Pero, ¿cómo hacerlo? La creatividad también juega un papel fundamental en este proceso. No podemos limitarnos a las soluciones tradicionales que no han revertido la situación. Tampoco, por este fracaso, a serruchar estructuras estatales. La innovación institucional, la búsqueda de nuevos modelos de producción y distribución económico-social, y la creación renovada de redes de cooperación comunitaria son caminos que debemos transitar. Las estrategias creadoras pueden surgir cuando entendamos, de una buena vez, como ocurre tras hechos colectivamente significativos o traumáticos -por ejemplo, una guerra-, que todos tenemos un rol que desempeñar.
Para que este proceso tenga éxito es fundamental el sinceramiento. Decía Napoleón Bonaparte que la mejor manera de permanecer pobre es la franqueza, reflexión que no empaña el esfuerzo de asumirla, porque, como aportó Bertrand Russell, la verdad se hace más inconveniente cuando se niega. Aceptemos que la pobreza en Argentina no es un fenómeno pasajero ni circunstancial; es un problema profundo, que en medio siglo creció constantemente, arraigado en desigualdades históricas, políticas económicas fallidas y falta de oportunidades estructurales. Y que persistirá por décadas, aunque se enfrente con éxito. No podemos seguir abordándola desde la minimización de su impacto, al no reconocernos en su contexto.
Debemos fomentar políticas públicas trascendentes de lo asistencial.
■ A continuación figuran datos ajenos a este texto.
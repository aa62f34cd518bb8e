//! Reference-frame translation.
//!
//! Every dataset of a run shares one optional [`ReferencePoint`], resolved
//! once from the first profile. This stage turns raw input coordinates
//! (planar kilometers, or geographic longitude/latitude plus a UTM zone)
//! into working planar coordinates in meters, relative to that point.
//! Raw coordinate arrays are never written; the translated series land in
//! each dataset's `east`/`north` working fields.

use log::debug;

use crate::io::projection::UtmProjection;
use crate::types::{
    CoordinateFrame, Fault, GpsNetwork, InsarTrack, LinearFeature, PointSeries, Polyline,
    ReferencePoint, SeismicCatalog, SwathResult, TopographyGrid,
};

const KM_TO_M: f64 = 1.0e3;

/// Translates dataset coordinates into reference-relative working meters.
#[derive(Debug, Clone, Copy)]
pub struct ReferenceFrame {
    reference: Option<ReferencePoint>,
}

impl ReferenceFrame {
    pub fn new(reference: Option<ReferencePoint>) -> Self {
        Self { reference }
    }

    pub fn reference(&self) -> Option<ReferencePoint> {
        self.reference
    }

    /// Translate one point given in its declared frame to working meters.
    pub fn localize_point(
        &self,
        frame: CoordinateFrame,
        x: f64,
        y: f64,
    ) -> SwathResult<(f64, f64)> {
        match frame {
            CoordinateFrame::Planar => {
                let (rx, ry) = self.reference.map_or((0.0, 0.0), |r| (r.lon, r.lat));
                Ok(((x - rx) * KM_TO_M, (y - ry) * KM_TO_M))
            }
            CoordinateFrame::Geographic { epsg } => {
                let utm = UtmProjection::from_epsg(epsg)?;
                let (rx, ry) = match self.reference {
                    Some(r) => utm.forward(r.lon, r.lat),
                    None => (0.0, 0.0),
                };
                let (e, n) = utm.forward(x, y);
                Ok((e - rx, n - ry))
            }
        }
    }

    /// Translate coordinate arrays given in their declared frame to
    /// working meters.
    pub fn localize(
        &self,
        frame: CoordinateFrame,
        x: &PointSeries,
        y: &PointSeries,
    ) -> SwathResult<(PointSeries, PointSeries)> {
        match frame {
            CoordinateFrame::Planar => {
                let (rx, ry) = self.reference.map_or((0.0, 0.0), |r| (r.lon, r.lat));
                Ok((x.mapv(|v| (v - rx) * KM_TO_M), y.mapv(|v| (v - ry) * KM_TO_M)))
            }
            CoordinateFrame::Geographic { epsg } => {
                let utm = UtmProjection::from_epsg(epsg)?;
                let (rx, ry) = match self.reference {
                    Some(r) => utm.forward(r.lon, r.lat),
                    None => (0.0, 0.0),
                };
                let mut east = PointSeries::zeros(x.len());
                let mut north = PointSeries::zeros(y.len());
                for (i, (&lon, &lat)) in x.iter().zip(y.iter()).enumerate() {
                    let (e, n) = utm.forward(lon, lat);
                    east[i] = e - rx;
                    north[i] = n - ry;
                }
                Ok((east, north))
            }
        }
    }

    /// Populate a track's working coordinates. On error the track is left
    /// untouched.
    pub fn localize_insar(&self, track: &mut InsarTrack) -> SwathResult<()> {
        let (east, north) = self.localize(track.frame, &track.x, &track.y)?;
        debug!("Translated track {} ({} points)", track.label, east.len());
        track.east = Some(east);
        track.north = Some(north);
        Ok(())
    }

    pub fn localize_gps(&self, network: &mut GpsNetwork) -> SwathResult<()> {
        let (east, north) = self.localize(network.frame, &network.x, &network.y)?;
        debug!(
            "Translated network {} ({} stations)",
            network.label,
            east.len()
        );
        network.east = Some(east);
        network.north = Some(north);
        Ok(())
    }

    pub fn localize_topography(&self, grid: &mut TopographyGrid) -> SwathResult<()> {
        let (east, north) = self.localize(grid.frame, &grid.x, &grid.y)?;
        debug!("Translated topography {} ({} points)", grid.label, east.len());
        grid.east = Some(east);
        grid.north = Some(north);
        Ok(())
    }

    pub fn localize_seismicity(&self, catalog: &mut SeismicCatalog) -> SwathResult<()> {
        let (east, north) = self.localize(catalog.frame, &catalog.x, &catalog.y)?;
        debug!(
            "Translated catalog {} ({} hypocenters)",
            catalog.label,
            east.len()
        );
        catalog.east = Some(east);
        catalog.north = Some(north);
        Ok(())
    }

    /// Translate every segment of a line feature. All segments are
    /// converted before any working state is written.
    pub fn localize_feature(&self, feature: &mut LinearFeature) -> SwathResult<()> {
        let mut working = Vec::with_capacity(feature.segments.len());
        for seg in &feature.segments {
            let (x, y) = self.localize(feature.frame, &seg.x, &seg.y)?;
            working.push(Polyline { x, y });
        }
        debug!(
            "Translated feature {} ({} segments)",
            feature.label,
            working.len()
        );
        feature.working = Some(working);
        Ok(())
    }

    pub fn localize_fault(&self, fault: &mut Fault) -> SwathResult<()> {
        let (east, north) = self.localize_point(fault.frame, fault.x, fault.y)?;
        fault.east = Some(east);
        fault.north = Some(north);
        Ok(())
    }
}
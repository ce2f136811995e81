//! Errors surfaced by the CSV import.

use thiserror::Error;

use crate::import::ImportState;

/// A hard import failure. No partial counts accompany it.
#[derive(Debug, Error)]
pub enum ImportError {
    /// A required header is absent; the whole import is refused.
    #[error("missing required column '{column}' in the {table} table")]
    MissingColumn { table: &'static str, column: String },

    #[error("CSV error: {0}")]
    Csv(#[from] csv::Error),

    /// A write batch failed to commit. Batches committed before it stay applied.
    #[error("storage error: {0:#}")]
    Storage(anyhow::Error),

    #[error("import pipeline is {0:?}, reset it before running again")]
    NotIdle(ImportState),
}

pub type Result<T> = std::result::Result<T, ImportError>;
impl Storage {
    /// Create a new storage instance with default settings and initialize the schema.
    ///
    /// # Arguments
    ///
    /// * `database_url` - SQLite connection string (e.g., "sqlite:clientele.db" or "sqlite::memory:")
    pub async fn new(database_url: &str) -> anyhow::Result<Self> {
        Self::with_config(database_url, StorageConfig::default()).await
    }

    /// Create a new storage instance with explicit settings.
    pub async fn with_config(database_url: &str, config: StorageConfig) -> anyhow::Result<Self> {
        let pool = SqlitePoolOptions::new()
            .max_connections(5)
            .connect(database_url)
            .await?;

        let storage = Self { pool, config };
        storage.initialize_schema().await?;

        Ok(storage)
    }

    /// Writes allowed per batch, never below one.
    pub fn max_batch_writes(&self) -> usize {
        self.config.max_batch_writes.max(1)
    }

    /// Start a bounded batch writer over this storage.
    pub fn writer(&self) -> BatchWriter<'_> {
        BatchWriter::new(self)
    }

    /// Create the database schema if it doesn't exist.
    ///
    /// List-valued and derived fields are stored as JSON text.
    async fn initialize_schema(&self) -> anyhow::Result<()> {
        sqlx::query(
            r#"
            CREATE TABLE IF NOT EXISTS clients (
                id TEXT PRIMARY KEY NOT NULL,
                name TEXT NOT NULL,
                address TEXT,
                notes TEXT,
                color TEXT NOT NULL,
                email TEXT,
                alternate_emails TEXT,
                emails TEXT,
                stats TEXT,
                segmentation TEXT
            )
            "#,
        )
        .execute(&self.pool)
        .await?;

        sqlx::query(
            r#"
            CREATE TABLE IF NOT EXISTS prestations (
                id TEXT PRIMARY KEY NOT NULL,
                client_id TEXT NOT NULL,
                client_name TEXT NOT NULL,
                date TEXT NOT NULL,
                amount REAL NOT NULL,
                invoice_number TEXT,
                reference TEXT NOT NULL,
                description TEXT NOT NULL,
                source TEXT NOT NULL
            )
            "#,
        )
        .execute(&self.pool)
        .await?;

        // Per-client lookups drive stats recomputation
        sqlx::query(
            r#"
            CREATE INDEX IF NOT EXISTS idx_prestations_client
            ON prestations(client_id)
            "#,
        )
        .execute(&self.pool)
        .await?;

        Ok(())
    }

    /// Commit a batch in one transaction and return the number of writes.
    ///
    /// Either every write of the batch is applied or none is. Batches larger
    /// than the configured bound are rejected before touching the database.
    pub async fn commit(&self, batch: WriteBatch) -> anyhow::Result<usize> {
        let max = self.max_batch_writes();
        if batch.len() > max {
            anyhow::bail!(
                "write batch of {} operations exceeds the limit of {}",
                batch.len(),
                max
            );
        }

        let writes = batch.len();
        let mut tx = self.pool.begin().await?;

        for op in batch.ops {
            match op {
                WriteOp::UpsertClient(client) => upsert_client(&mut tx, &client).await?,
                WriteOp::UpsertPrestation(prestation) => {
                    upsert_prestation(&mut tx, &prestation).await?
                }
                WriteOp::DeletePrestation(id) => {
                    sqlx::query("DELETE FROM prestations WHERE id = ?")
                        .bind(&id)
                        .execute(&mut *tx)
                        .await?;
                }
            }
        }

        tx.commit().await?;
        Ok(writes)
    }

    /// Merge-write a single client outside of any batch.
    pub async fn upsert_client(&self, client: &ClientUpsert) -> anyhow::Result<()> {
        let mut batch = WriteBatch::new();
        batch.push(WriteOp::UpsertClient(client.clone()));
        self.commit(batch).await?;
        Ok(())
    }

    /// Merge-write a single prestation outside of any batch.
    pub async fn upsert_prestation(&self, prestation: &Prestation) -> anyhow::Result<()> {
        let mut batch = WriteBatch::new();
        batch.push(WriteOp::UpsertPrestation(prestation.clone()));
        self.commit(batch).await?;
        Ok(())
    }

    /// Delete a prestation. Returns `false` if it did not exist.
    pub async fn delete_prestation(&self, id: &str) -> anyhow::Result<bool> {
        let result = sqlx::query("DELETE FROM prestations WHERE id = ?")
            .bind(id)
            .execute(&self.pool)
            .await?;

        Ok(result.rows_affected() > 0)
    }

    /// Reassign a prestation to another client, keeping its id.
    ///
    /// Returns `false` if the prestation did not exist.
    pub async fn reassign_prestation(
        &self,
        id: &str,
        client_id: &str,
        client_name: &str,
    ) -> anyhow::Result<bool> {
        let result = sqlx::query(
            r#"
            UPDATE prestations
            SET client_id = ?, client_name = ?
            WHERE id = ?
            "#,
        )
        .bind(client_id)
        .bind(client_name)
        .bind(id)
        .execute(&self.pool)
        .await?;

        Ok(result.rows_affected() > 0)
    }

    /// Fetch a client by id.
    pub async fn get_client(&self, id: &str) -> anyhow::Result<Option<Client>> {
        let row = sqlx::query("SELECT * FROM clients WHERE id = ?")
            .bind(id)
            .fetch_optional(&self.pool)
            .await?;

        row.as_ref().map(client_from_row).transpose()
    }

    /// All clients, ordered by name.
    pub async fn list_clients(&self) -> anyhow::Result<Vec<Client>> {
        let rows = sqlx::query("SELECT * FROM clients ORDER BY name, id")
            .fetch_all(&self.pool)
            .await?;

        rows.iter().map(client_from_row).collect()
    }

    /// Fetch a prestation by id.
    pub async fn get_prestation(&self, id: &str) -> anyhow::Result<Option<Prestation>> {
        let row = sqlx::query("SELECT * FROM prestations WHERE id = ?")
            .bind(id)
            .fetch_optional(&self.pool)
            .await?;

        row.as_ref().map(prestation_from_row).transpose()
    }

    /// All prestations in the order they were first written.
    pub async fn list_prestations(&self) -> anyhow::Result<Vec<Prestation>> {
        let rows = sqlx::query("SELECT * FROM prestations ORDER BY rowid")
            .fetch_all(&self.pool)
            .await?;

        rows.iter().map(prestation_from_row).collect()
    }

    /// Prestations of one client, oldest first.
    pub async fn list_client_prestations(
        &self,
        client_id: &str,
    ) -> anyhow::Result<Vec<Prestation>> {
        let rows = sqlx::query(
            r#"
            SELECT * FROM prestations
            WHERE client_id = ?
            ORDER BY date, rowid
            "#,
        )
        .bind(client_id)
        .fetch_all(&self.pool)
        .await?;

        rows.iter().map(prestation_from_row).collect()
    }

    /// Number of stored prestations.
    pub async fn count_prestations(&self) -> anyhow::Result<i64> {
        let row = sqlx::query("SELECT COUNT(*) as total FROM prestations")
            .fetch_one(&self.pool)
            .await?;

        Ok(row.try_get("total")?)
    }
}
Un enfoque integral que combine inversión social, educación, salud pública, desarrollo de infraestructura y políticas de empleo digno y sustentable. Un cambio posible sólo cuando percibamos a lo extraño como propio, como señala el filósofo italiano Roberto Espósito.
El avance de la pobreza en el país no es únicamente un problema de los pobres. Todos participamos de una ciudad, una provincia y una nación que debe enfrentar con urgencia a sus graves desigualdades y fallas. Asumiendo nuestra responsabilidad, habrá una chance.